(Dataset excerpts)
----
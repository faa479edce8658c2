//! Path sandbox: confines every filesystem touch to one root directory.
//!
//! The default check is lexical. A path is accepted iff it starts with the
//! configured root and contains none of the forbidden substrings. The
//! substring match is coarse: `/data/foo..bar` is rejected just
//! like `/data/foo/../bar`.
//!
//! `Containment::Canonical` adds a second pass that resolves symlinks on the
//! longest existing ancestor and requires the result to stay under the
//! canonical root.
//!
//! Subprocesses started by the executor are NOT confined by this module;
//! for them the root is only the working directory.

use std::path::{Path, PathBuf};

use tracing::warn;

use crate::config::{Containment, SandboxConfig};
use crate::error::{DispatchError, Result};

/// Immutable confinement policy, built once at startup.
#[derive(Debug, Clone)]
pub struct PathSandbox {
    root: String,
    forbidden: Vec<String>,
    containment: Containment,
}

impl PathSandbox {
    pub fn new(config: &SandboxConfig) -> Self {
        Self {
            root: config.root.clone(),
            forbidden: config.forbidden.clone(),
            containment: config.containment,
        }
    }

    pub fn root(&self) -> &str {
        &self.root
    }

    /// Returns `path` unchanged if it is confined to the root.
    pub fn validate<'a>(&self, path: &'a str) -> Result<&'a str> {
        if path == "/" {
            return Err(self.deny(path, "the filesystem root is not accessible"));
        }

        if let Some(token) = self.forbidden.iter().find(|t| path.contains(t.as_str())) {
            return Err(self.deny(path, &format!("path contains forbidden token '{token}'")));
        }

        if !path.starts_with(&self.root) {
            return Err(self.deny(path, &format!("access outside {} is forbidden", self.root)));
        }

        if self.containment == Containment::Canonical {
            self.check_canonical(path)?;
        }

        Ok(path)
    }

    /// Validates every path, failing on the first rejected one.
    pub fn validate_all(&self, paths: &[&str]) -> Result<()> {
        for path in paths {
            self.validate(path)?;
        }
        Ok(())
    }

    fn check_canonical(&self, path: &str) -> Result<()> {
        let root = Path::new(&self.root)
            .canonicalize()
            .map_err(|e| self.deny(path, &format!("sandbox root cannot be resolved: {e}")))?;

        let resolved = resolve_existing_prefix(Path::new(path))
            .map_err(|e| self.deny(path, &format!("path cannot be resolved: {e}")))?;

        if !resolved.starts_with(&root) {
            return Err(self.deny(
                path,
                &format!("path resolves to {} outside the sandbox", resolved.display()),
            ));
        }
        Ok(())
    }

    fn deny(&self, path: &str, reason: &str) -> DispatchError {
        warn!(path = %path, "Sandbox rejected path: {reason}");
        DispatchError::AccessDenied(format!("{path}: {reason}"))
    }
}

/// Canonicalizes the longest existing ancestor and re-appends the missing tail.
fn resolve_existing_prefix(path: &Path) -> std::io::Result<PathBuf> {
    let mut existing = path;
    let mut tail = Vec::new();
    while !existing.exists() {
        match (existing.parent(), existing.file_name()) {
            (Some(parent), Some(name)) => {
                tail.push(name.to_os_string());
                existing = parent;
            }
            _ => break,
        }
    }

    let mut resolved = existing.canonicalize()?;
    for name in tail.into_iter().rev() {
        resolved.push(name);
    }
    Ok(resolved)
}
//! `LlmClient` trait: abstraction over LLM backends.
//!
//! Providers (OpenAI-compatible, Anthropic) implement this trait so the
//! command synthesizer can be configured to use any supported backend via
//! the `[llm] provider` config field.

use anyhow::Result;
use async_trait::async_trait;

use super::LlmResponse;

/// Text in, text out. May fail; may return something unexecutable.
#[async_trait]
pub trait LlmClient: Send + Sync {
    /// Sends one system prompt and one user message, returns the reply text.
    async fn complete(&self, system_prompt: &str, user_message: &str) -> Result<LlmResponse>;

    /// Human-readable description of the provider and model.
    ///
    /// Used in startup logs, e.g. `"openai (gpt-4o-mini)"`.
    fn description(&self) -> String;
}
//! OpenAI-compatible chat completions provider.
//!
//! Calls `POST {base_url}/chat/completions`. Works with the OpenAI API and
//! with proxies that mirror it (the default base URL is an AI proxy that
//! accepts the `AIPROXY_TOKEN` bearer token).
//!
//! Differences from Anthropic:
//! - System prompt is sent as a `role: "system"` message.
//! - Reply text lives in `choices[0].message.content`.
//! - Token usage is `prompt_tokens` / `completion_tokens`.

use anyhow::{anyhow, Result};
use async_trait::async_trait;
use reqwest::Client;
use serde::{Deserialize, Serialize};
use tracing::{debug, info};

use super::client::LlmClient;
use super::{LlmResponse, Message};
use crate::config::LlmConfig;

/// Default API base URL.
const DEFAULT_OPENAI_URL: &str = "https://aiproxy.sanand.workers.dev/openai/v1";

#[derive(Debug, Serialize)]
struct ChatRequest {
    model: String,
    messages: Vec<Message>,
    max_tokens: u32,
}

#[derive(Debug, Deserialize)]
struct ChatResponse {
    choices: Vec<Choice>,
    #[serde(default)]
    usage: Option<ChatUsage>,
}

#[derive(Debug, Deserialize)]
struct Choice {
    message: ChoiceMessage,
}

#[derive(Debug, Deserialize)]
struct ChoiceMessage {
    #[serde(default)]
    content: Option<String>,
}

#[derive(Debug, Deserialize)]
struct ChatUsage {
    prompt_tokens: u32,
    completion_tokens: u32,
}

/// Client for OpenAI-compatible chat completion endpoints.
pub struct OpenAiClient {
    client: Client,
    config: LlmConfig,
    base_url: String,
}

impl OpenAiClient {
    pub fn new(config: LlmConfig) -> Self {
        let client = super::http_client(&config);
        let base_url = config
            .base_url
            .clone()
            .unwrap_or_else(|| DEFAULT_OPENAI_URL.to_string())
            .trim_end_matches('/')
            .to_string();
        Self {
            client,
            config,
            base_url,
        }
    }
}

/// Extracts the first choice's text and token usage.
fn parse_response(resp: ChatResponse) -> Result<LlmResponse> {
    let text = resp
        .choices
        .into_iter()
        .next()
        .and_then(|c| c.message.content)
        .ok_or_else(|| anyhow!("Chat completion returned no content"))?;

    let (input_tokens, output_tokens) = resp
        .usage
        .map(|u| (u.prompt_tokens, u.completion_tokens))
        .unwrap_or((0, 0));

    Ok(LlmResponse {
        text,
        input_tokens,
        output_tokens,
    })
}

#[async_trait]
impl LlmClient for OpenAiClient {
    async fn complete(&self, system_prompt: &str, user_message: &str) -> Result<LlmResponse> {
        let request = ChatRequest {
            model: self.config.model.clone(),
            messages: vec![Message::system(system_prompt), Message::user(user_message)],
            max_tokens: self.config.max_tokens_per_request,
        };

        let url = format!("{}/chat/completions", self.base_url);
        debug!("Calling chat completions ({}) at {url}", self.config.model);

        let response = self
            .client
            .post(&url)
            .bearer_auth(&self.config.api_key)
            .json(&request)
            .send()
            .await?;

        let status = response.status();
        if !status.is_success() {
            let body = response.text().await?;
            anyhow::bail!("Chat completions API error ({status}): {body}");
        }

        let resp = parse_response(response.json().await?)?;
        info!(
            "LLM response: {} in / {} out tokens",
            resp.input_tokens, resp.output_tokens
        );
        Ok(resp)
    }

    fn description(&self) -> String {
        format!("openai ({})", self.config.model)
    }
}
----
Exercise directions: Please make your reply exactly the lines from the one containing "resp.input_tokens, resp.output_tokens" through the end of the entries above, and nothing more.

Output for this task:
            resp.input_tokens, resp.output_tokens
        );
        Ok(resp)
    }

    fn description(&self) -> String {
        format!("openai ({})", self.config.model)
    }
}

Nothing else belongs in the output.